The hunt for the next big market opportunity is ever present. Most of us are ambitious company founders and good employees, managers, product designers, lecturers, or even professors. We all had cool business ideas at one time, such as the vision to build a revolutionary social network 3.0 that would outshine Facebook, to establish a health care system that suggests the best possible treatment option to patients and gives us health data sovereignty, and many more ideas.
It’s people like us who develop new ideas with great energy and tireless commitment, our heads filled with visions. To succeed, we usually need a (customer) need; an interdisciplinary team; the right mindset; and the necessary leeway for experimentation, creativity, and the courage to question what exists.
Across all sectors, it has become increasingly important to identify future market opportunities and enable the people inside organizations to work with agility and live creatively. Today’s planning and management paradigms are frequently not sufficient to respond appropriately to changes in the environment. Moreover, many companies have banned creativity in favor of operational excellence and management-by-objectives.
The old management paradigms must therefore be dissolved. But they will dissolve only when we allow new forms of collaboration, apply different mindsets, and create more room to develop and find solutions.
What are the three things that are important to us?
“No one needs to mutate into Karl Lagerfeld just because we have
creativity and room for development at our disposal!”
Because we are people with different personalities, it is vital we remain who we are today and continue to trust our experience and intentions in order to implement what we have gotten off the ground so far. And if there is one thing we have learned from Tetris, it is the fact we too often try to fit in somewhere—with the unfortunate consequence that we then disappear!
“Use the concepts and tips that you like
and adapt them to your needs.”
We decide on our own which mindset fits our organization, and whether we like the expert tips in this book or find them absurd and want to change them or adapt them to our situation. It would be a shame if all organizations were a clone of Google, Spotify, or Uber. Each company has its own identity and values. Even in Tetris, we have the possibility of turning things around at the last second so we’re successful in the end.

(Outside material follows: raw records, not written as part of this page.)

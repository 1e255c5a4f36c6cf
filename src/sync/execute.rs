//! Single-file transfers

use crate::config::Config;
use crate::error::{Error, Result};
use crate::index::{local_path, relative_path, write_file_atomic};
use crate::retry::{with_retry, RetryConfig};
use crate::storage::{object_key, CloudClient};
use std::path::{Path, PathBuf};
use std::sync::Arc;
use std::time::Duration;
use tokio::fs;

/// Moves one file between the local root and a remote directory
#[derive(Clone)]
pub struct TransferExecutor {
    client: Arc<dyn CloudClient>,
    local_root: PathBuf,
    remote_dir: String,
    namespace: String,
    account_id: String,
    retry: RetryConfig,
    /// Per-object fetch timeout
    timeout: Duration,
}

impl TransferExecutor {
    pub fn new(
        client: Arc<dyn CloudClient>,
        config: &Config,
        local_root: &Path,
        remote_dir: &str,
        timeout: Duration,
    ) -> Self {
        Self {
            client,
            local_root: local_root.to_path_buf(),
            remote_dir: remote_dir.to_string(),
            namespace: config.namespace.clone(),
            account_id: config.account_id.clone(),
            retry: RetryConfig::from(config),
            timeout,
        }
    }

    /// Remote object key for a relative path
    pub fn object_key(&self, rel: &str) -> String {
        object_key(&self.namespace, &self.account_id, &self.remote_dir, rel)
    }

    /// Fetch `rel` into the local tree, returning the bytes written
    ///
    /// Downloads are not retried.
    pub async fn download(&self, rel: &str) -> Result<u64> {
        let dest = local_path(&self.local_root, rel)
            .ok_or_else(|| Error::transfer(rel, "path resolves outside the local root"))?;
        let url = self.client.get_object_url(&self.remote_dir, rel).await?;

        if let Some(parent) = dest.parent() {
            fs::create_dir_all(parent)
                .await
                .map_err(|e| Error::io(format!("creating {}", parent.display()), e))?;
        }
        remove_stale(&dest).await?;

        let data = self.client.fetch_bytes(&url, self.timeout).await?;
        let size = data.len() as u64;

        tokio::task::spawn_blocking(move || write_file_atomic(&dest, &data))
            .await
            .map_err(|e| Error::transfer(rel, e.to_string()))??;

        tracing::debug!(path = %rel, size, "Downloaded");
        Ok(size)
    }

    /// Upload one local file, returning its size
    ///
    /// A fresh token is minted for the exact key. Only the put is retried;
    /// the token stays valid for the same key.
    pub async fn upload(&self, path: &Path) -> Result<u64> {
        let size = fs::metadata(path)
            .await
            .map_err(|e| Error::io(format!("stat {}", path.display()), e))?
            .len();
        let rel = relative_path(&self.local_root, path)
            .ok_or_else(|| Error::transfer(path.display().to_string(), "outside the local root"))?;

        let token = self.client.request_upload_token(&rel, &self.remote_dir, size).await?;
        let key = self.object_key(&rel);

        let client = &self.client;
        let (token, key_ref) = (&token, key.as_str());
        with_retry(&self.retry, &rel, move || client.put_object(token, key_ref, path))
            .await
            .map_err(|e| {
                tracing::error!(path = %rel, key = %key, error = %e, "Put failed");
                match e {
                    Error::Auth { .. } | Error::Cancelled => e,
                    other => Error::transfer(rel.as_str(), other.to_string()),
                }
            })?;

        tracing::debug!(path = %rel, size, "Uploaded");
        Ok(size)
    }
}

/// Clear whatever occupies `dest`, including a directory left behind by
/// files that now live under a different name
async fn remove_stale(dest: &Path) -> Result<()> {
    let removed = match fs::symlink_metadata(dest).await {
        Ok(meta) if meta.is_dir() => fs::remove_dir_all(dest).await,
        Ok(_) => fs::remove_file(dest).await,
        Err(e) if e.kind() == std::io::ErrorKind::NotFound => return Ok(()),
        Err(e) => Err(e),
    };
    removed.map_err(|e| Error::io(format!("removing stale {}", dest.display()), e))
}

#[cfg(test)]
mod tests {
    use super::*;
    use crate::storage::LocalStore;
    use tempfile::TempDir;

    fn fast_config() -> Config {
        Config {
            account_id: "u1".into(),
            upload_retry_delay_ms: 1,
            ..Config::default()
        }
    }

    #[tokio::test]
    async fn test_upload_then_download() {
        let store_dir = TempDir::new().unwrap();
        let src = TempDir::new().unwrap();
        let dst = TempDir::new().unwrap();
        let config = fast_config();
        let store: Arc<dyn CloudClient> = Arc::new(LocalStore::new(store_dir.path().to_path_buf(), "ossync", "u1"));

        std::fs::create_dir_all(src.path().join("notes")).unwrap();
        let file = src.path().join("notes/a.md");
        std::fs::write(&file, b"# hello").unwrap();

        let up = TransferExecutor::new(store.clone(), &config, src.path(), "sync/main", Duration::from_secs(5));
        assert_eq!(up.upload(&file).await.unwrap(), 7);
        assert!(store_dir.path().join("ossync/u1/sync/main/notes/a.md").exists());

        let down = TransferExecutor::new(store, &config, dst.path(), "sync/main", Duration::from_secs(5));
        assert_eq!(down.download("notes/a.md").await.unwrap(), 7);
        assert_eq!(std::fs::read(dst.path().join("notes/a.md")).unwrap(), b"# hello");
    }

    #[tokio::test]
    async fn test_download_replaces_stale_copy() {
        let store_dir = TempDir::new().unwrap();
        let dst = TempDir::new().unwrap();
        let object = store_dir.path().join("ossync/u1/sync/main/a.txt");
        std::fs::create_dir_all(object.parent().unwrap()).unwrap();
        std::fs::write(&object, b"fresh").unwrap();
        std::fs::write(dst.path().join("a.txt"), b"stale and longer").unwrap();

        let store: Arc<dyn CloudClient> = Arc::new(LocalStore::new(store_dir.path().to_path_buf(), "ossync", "u1"));
        let exec = TransferExecutor::new(store, &fast_config(), dst.path(), "sync/main", Duration::from_secs(5));
        exec.download("a.txt").await.unwrap();

        assert_eq!(std::fs::read(dst.path().join("a.txt")).unwrap(), b"fresh");
    }

    #[tokio::test]
    async fn test_download_replaces_directory() {
        let store_dir = TempDir::new().unwrap();
        let dst = TempDir::new().unwrap();
        let object = store_dir.path().join("ossync/u1/sync/main/a");
        std::fs::create_dir_all(object.parent().unwrap()).unwrap();
        std::fs::write(&object, b"now a file").unwrap();
        std::fs::create_dir_all(dst.path().join("a/empty")).unwrap();

        let store: Arc<dyn CloudClient> = Arc::new(LocalStore::new(store_dir.path().to_path_buf(), "ossync", "u1"));
        let exec = TransferExecutor::new(store, &fast_config(), dst.path(), "sync/main", Duration::from_secs(5));
        exec.download("a").await.unwrap();

        assert_eq!(std::fs::read(dst.path().join("a")).unwrap(), b"now a file");
    }

    #[tokio::test]
    async fn test_download_rejects_escaping_path() {
        let store_dir = TempDir::new().unwrap();
        let parent = TempDir::new().unwrap();
        let root = parent.path().join("root");
        std::fs::create_dir_all(&root).unwrap();
        let object = store_dir.path().join("ossync/u1/sync/escaped.txt");
        std::fs::create_dir_all(object.parent().unwrap()).unwrap();
        std::fs::write(&object, b"outside").unwrap();

        let store: Arc<dyn CloudClient> = Arc::new(LocalStore::new(store_dir.path().to_path_buf(), "ossync", "u1"));
        let exec = TransferExecutor::new(store, &fast_config(), &root, "sync/main", Duration::from_secs(5));

        assert!(matches!(exec.download("../escaped.txt").await, Err(Error::Transfer { .. })));
        assert!(!parent.path().join("escaped.txt").exists());
    }

    #[tokio::test]
    async fn test_upload_outside_root() {
        let store_dir = TempDir::new().unwrap();
        let root = TempDir::new().unwrap();
        let other = TempDir::new().unwrap();
        let file = other.path().join("x.txt");
        std::fs::write(&file, b"x").unwrap();

        let store: Arc<dyn CloudClient> = Arc::new(LocalStore::new(store_dir.path().to_path_buf(), "ossync", "u1"));
        let exec = TransferExecutor::new(store, &fast_config(), root.path(), "sync/main", Duration::from_secs(5));
        assert!(matches!(exec.upload(&file).await, Err(Error::Transfer { .. })));
    }

    #[test]
    fn test_object_key() {
        let store: Arc<dyn CloudClient> = Arc::new(LocalStore::new(PathBuf::from("/tmp/x"), "ossync", "u1"));
        let exec = TransferExecutor::new(store, &fast_config(), Path::new("/data"), "sync/main", Duration::from_secs(1));
        assert_eq!(exec.object_key("a/b.txt"), "ossync/u1/sync/main/a/b.txt");
    }
}
//! Content hashing compatible with the object store's ETag
//!
//! Files are hashed in 4MB blocks with SHA-1. A single block yields
//! `0x16 || sha1(block)`; more blocks yield `0x96 || sha1(d1 || d2 || ...)`.
//! The 21-byte result is URL-safe base64 encoded.

use base64::engine::general_purpose::URL_SAFE;
use base64::Engine;
use sha1::{Digest, Sha1};
use std::fs::File;
use std::io::{self, Read};
use std::path::Path;

/// Block size used by the ETag scheme (4MB)
pub const BLOCK_SIZE: usize = 4 * 1024 * 1024;

const SINGLE_BLOCK_PREFIX: u8 = 0x16;
const MULTI_BLOCK_PREFIX: u8 = 0x96;

/// Computes content digests for local files
pub trait ContentHasher: Send + Sync {
    /// Hash the file at `path`
    fn hash_file(&self, path: &Path) -> io::Result<String>;
}

/// ETag-compatible hasher
#[derive(Debug, Clone, Copy, Default)]
pub struct Etag;

impl ContentHasher for Etag {
    fn hash_file(&self, path: &Path) -> io::Result<String> {
        let file = File::open(path)?;
        etag_from_reader(file)
    }
}

/// Compute the ETag of everything `reader` yields
pub fn etag_from_reader<R: Read>(mut reader: R) -> io::Result<String> {
    let mut block = vec![0u8; BLOCK_SIZE];
    let mut digests: Vec<Vec<u8>> = Vec::new();

    loop {
        let filled = fill_block(&mut reader, &mut block)?;
        if filled == 0 && !digests.is_empty() {
            break;
        }
        digests.push(Sha1::digest(&block[..filled]).to_vec());
        if filled < BLOCK_SIZE {
            break;
        }
    }

    let mut out = Vec::with_capacity(21);
    if digests.len() == 1 {
        out.push(SINGLE_BLOCK_PREFIX);
        out.extend_from_slice(&digests[0]);
    } else {
        let mut hasher = Sha1::new();
        for digest in &digests {
            hasher.update(digest);
        }
        out.push(MULTI_BLOCK_PREFIX);
        out.extend_from_slice(&hasher.finalize());
    }

    Ok(URL_SAFE.encode(out))
}

/// Compute the ETag of an in-memory buffer
pub fn etag_from_bytes(data: &[u8]) -> String {
    // Reading from a slice cannot fail
    etag_from_reader(data).unwrap_or_default()
}

/// Read until `buf` is full or the reader is exhausted
fn fill_block<R: Read>(reader: &mut R, buf: &mut [u8]) -> io::Result<usize> {
    let mut filled = 0;
    while filled < buf.len() {
        match reader.read(&mut buf[filled..]) {
            Ok(0) => break,
            Ok(n) => filled += n,
            Err(e) if e.kind() == io::ErrorKind::Interrupted => continue,
            Err(e) => return Err(e),
        }
    }
    Ok(filled)
}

“Get the necessary skills, technologies, and attitudes on your teams to be successful and think in business ecosystems.”
We cannot develop products today with the mindset, design criteria, and needs from the past. Both users’ needs and the way we work together have changed, and we must have the necessary freedom and the skills to develop products and services, business models, and business ecosystems with agility in a digitized world. If we do not transform our organization, failed growth initiatives will pile up.
The Design Thinking Playbook will help you in the design of your transition to a new management paradigm. We all know such transitions from our customers’ needs. Let’s take as an example the transition from analog telephony to the smartphone all the way to a mindphone. While in the 1980s we only occasionally needed to take work calls at home, today we need to be reachable everywhere and anytime. In the future, we might want to control simple communications directly through our thoughts in order to eliminate the inefficient manual-entry smartphone interface. Successful companies have also created business ecosystems in which they closely integrate customers, suppliers, developers, and hardware manufacturers.
In this Playbook, we make the world of design thinking palpable—and we want to see you a little happier at the end! Because design thinking also creates happiness. And when you as readers are happy, we have been successful!
“Do you actually know the needs of your readers
for whom you’re writing the book?”
(Source: Direct quote from the first meeting of the editors and contributors of the Playbook)
Although we could very well picture ourselves as potential readers of such a playbook, we complied with the wish expressed in the question. In the design thinking style, we first determined the customer needs, created various personas, and developed much empathy for the work of our colleagues in order to establish a solid basis. Thus The Design Thinking Playbook is the first design thinking book that lives the mindset from the first to last page!
Because there is already a lot of design thinking literature on the market, we felt the need to show how design thinking is used optimally. We also want to help you professionalize your design thinking skills. And because the world does not stand still, we reflected on the digital paradigm and combined design thinking with other mindsets with the aim of becoming better and more innovative in a digitized world.
Enough of our introduction. Let’s focus on what’s essential—the specific and practical application of design thinking and expert tips. We tried to formulate the tips as comprehensible activities and ways of working. The “How might we . . .” instructions provided are supposed to be no more than indications for how we can proceed. Design thinking is not a structured process! We adapt the mindset and the approach to the particular situation.